▸ **Problem description**
Copy each line of the data beneath in which the word "five" appears.
-=-=-
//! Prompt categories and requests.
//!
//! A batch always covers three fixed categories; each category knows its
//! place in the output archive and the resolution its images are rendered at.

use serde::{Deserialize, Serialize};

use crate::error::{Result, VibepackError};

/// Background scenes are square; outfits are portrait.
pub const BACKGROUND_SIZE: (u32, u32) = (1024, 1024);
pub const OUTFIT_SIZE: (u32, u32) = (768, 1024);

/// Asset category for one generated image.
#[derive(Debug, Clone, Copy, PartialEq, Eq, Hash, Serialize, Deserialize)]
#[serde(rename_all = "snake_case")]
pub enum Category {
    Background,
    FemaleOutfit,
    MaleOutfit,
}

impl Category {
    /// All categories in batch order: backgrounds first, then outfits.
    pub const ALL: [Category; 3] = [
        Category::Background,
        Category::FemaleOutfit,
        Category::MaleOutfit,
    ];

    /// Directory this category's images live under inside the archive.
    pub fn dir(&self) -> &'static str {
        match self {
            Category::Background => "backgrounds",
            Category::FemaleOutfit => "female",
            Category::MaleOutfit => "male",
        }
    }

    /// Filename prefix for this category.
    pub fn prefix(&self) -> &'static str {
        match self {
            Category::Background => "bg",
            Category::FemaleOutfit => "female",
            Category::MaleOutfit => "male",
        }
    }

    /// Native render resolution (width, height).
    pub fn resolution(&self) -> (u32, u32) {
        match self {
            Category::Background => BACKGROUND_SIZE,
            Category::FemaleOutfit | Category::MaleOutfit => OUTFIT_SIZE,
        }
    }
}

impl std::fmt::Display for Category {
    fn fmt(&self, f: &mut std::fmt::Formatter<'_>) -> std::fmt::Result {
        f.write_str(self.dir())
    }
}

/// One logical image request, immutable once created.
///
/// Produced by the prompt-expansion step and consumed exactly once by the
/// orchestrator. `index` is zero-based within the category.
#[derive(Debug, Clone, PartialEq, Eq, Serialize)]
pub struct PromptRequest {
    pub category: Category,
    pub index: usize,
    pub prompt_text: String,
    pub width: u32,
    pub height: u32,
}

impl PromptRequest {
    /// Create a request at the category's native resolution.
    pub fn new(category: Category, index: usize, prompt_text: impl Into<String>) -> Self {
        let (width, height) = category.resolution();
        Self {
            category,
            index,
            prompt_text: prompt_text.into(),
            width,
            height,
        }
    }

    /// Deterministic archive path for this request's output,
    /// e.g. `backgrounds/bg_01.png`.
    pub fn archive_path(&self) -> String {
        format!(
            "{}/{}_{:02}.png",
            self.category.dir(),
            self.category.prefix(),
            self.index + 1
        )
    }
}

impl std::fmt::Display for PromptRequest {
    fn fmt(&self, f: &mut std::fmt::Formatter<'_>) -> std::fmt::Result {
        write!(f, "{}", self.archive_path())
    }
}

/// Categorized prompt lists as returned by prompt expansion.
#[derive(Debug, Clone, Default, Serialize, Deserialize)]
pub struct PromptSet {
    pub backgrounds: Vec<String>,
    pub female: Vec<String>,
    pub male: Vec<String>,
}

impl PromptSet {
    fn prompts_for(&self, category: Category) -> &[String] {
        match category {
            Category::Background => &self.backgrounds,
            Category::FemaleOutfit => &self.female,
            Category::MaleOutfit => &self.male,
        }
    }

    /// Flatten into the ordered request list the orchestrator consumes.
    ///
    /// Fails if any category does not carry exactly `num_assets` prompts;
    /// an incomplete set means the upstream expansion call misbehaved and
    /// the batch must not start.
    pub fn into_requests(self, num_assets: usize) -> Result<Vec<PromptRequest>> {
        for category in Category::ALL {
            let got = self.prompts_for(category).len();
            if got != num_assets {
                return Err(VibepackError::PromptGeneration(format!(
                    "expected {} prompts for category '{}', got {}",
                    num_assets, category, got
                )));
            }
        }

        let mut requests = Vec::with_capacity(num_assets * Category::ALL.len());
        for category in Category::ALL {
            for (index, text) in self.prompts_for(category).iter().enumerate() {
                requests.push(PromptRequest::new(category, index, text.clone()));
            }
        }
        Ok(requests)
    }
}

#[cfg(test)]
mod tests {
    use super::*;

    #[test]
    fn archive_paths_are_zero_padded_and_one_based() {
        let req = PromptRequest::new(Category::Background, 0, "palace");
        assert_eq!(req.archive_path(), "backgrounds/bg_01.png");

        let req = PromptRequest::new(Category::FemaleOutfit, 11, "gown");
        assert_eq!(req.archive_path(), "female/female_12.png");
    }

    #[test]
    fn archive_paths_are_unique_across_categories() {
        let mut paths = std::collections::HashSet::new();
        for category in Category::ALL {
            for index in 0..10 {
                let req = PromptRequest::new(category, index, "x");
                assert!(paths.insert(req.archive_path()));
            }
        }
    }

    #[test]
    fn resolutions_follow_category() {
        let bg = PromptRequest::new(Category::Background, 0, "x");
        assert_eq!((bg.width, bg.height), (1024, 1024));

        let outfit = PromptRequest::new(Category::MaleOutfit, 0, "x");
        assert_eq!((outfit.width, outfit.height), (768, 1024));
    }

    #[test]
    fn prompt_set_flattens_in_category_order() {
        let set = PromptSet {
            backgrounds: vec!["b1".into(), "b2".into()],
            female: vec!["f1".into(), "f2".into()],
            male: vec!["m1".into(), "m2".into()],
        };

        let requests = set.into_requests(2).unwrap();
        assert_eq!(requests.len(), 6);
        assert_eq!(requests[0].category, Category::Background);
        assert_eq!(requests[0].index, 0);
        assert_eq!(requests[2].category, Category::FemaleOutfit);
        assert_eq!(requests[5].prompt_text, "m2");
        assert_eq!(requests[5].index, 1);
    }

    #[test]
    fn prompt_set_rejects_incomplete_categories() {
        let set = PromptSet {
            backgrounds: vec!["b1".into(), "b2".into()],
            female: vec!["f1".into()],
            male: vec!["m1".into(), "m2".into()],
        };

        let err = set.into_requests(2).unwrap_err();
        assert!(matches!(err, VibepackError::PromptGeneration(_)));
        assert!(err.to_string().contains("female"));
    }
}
-=-=-
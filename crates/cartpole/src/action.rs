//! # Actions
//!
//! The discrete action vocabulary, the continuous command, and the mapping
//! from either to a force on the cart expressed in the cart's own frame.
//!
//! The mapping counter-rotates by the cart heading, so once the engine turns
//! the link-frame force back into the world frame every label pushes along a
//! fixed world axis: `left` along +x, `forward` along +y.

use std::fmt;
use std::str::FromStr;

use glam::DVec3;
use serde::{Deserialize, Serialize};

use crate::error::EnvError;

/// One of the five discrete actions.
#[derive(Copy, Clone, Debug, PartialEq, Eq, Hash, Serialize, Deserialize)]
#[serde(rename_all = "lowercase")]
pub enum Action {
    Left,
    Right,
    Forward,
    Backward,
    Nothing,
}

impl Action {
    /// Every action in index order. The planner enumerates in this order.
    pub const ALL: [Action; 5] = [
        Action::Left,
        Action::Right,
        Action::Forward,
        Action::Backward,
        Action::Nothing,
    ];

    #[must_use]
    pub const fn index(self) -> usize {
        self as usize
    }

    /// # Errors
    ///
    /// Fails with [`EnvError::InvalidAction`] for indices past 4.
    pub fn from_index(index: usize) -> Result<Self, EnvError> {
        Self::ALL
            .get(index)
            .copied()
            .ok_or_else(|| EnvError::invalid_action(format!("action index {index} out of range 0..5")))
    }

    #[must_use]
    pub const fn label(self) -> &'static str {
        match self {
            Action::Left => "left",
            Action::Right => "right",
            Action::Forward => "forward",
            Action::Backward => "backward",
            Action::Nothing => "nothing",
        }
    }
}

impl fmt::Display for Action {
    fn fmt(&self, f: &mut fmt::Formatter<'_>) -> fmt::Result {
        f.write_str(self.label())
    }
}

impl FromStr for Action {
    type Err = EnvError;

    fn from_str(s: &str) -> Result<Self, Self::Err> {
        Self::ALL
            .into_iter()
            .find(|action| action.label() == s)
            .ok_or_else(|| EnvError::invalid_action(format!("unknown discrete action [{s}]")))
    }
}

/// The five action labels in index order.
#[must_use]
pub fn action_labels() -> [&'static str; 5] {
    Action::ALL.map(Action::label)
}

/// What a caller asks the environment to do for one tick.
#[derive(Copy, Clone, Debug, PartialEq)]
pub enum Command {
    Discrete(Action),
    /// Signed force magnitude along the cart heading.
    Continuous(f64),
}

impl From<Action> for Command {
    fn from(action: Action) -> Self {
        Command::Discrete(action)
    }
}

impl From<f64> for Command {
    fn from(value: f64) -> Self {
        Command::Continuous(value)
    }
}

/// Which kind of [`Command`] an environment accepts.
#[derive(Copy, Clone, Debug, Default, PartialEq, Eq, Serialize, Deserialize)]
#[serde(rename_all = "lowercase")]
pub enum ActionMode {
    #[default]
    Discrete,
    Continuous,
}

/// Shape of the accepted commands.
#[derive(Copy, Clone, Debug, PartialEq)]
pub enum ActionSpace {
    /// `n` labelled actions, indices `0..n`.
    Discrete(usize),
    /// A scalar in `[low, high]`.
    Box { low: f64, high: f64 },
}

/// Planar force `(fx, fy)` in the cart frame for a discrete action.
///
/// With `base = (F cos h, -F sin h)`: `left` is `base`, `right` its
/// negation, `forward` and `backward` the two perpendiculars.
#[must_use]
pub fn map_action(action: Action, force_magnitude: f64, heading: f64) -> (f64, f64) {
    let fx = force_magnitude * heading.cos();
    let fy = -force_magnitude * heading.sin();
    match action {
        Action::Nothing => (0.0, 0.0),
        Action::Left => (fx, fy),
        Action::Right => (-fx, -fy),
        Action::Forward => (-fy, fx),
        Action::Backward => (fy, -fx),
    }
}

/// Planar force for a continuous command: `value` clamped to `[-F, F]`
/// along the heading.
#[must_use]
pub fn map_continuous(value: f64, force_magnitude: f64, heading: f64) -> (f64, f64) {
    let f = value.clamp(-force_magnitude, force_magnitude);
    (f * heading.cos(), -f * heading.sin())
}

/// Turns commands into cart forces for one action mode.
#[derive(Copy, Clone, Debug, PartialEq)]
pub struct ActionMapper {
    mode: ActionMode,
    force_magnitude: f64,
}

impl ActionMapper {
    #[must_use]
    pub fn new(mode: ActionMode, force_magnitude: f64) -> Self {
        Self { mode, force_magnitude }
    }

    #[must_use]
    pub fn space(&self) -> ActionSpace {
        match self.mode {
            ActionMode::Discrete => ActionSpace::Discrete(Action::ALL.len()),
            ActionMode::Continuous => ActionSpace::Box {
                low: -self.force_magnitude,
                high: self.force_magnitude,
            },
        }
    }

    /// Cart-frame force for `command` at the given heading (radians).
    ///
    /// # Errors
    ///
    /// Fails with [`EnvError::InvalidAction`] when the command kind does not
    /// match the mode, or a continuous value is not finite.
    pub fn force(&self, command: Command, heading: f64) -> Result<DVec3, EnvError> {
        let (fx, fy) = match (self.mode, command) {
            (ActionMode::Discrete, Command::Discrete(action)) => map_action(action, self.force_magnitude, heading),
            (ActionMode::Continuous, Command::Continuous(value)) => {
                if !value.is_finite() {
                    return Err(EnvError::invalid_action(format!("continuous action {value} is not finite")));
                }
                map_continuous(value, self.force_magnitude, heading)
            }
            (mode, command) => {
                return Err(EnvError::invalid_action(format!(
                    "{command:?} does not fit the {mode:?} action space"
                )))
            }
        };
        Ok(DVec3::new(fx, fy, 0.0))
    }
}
-=-=-
▸ **Answer to the problem**
/// One of the five discrete actions.
/// The five action labels in index order.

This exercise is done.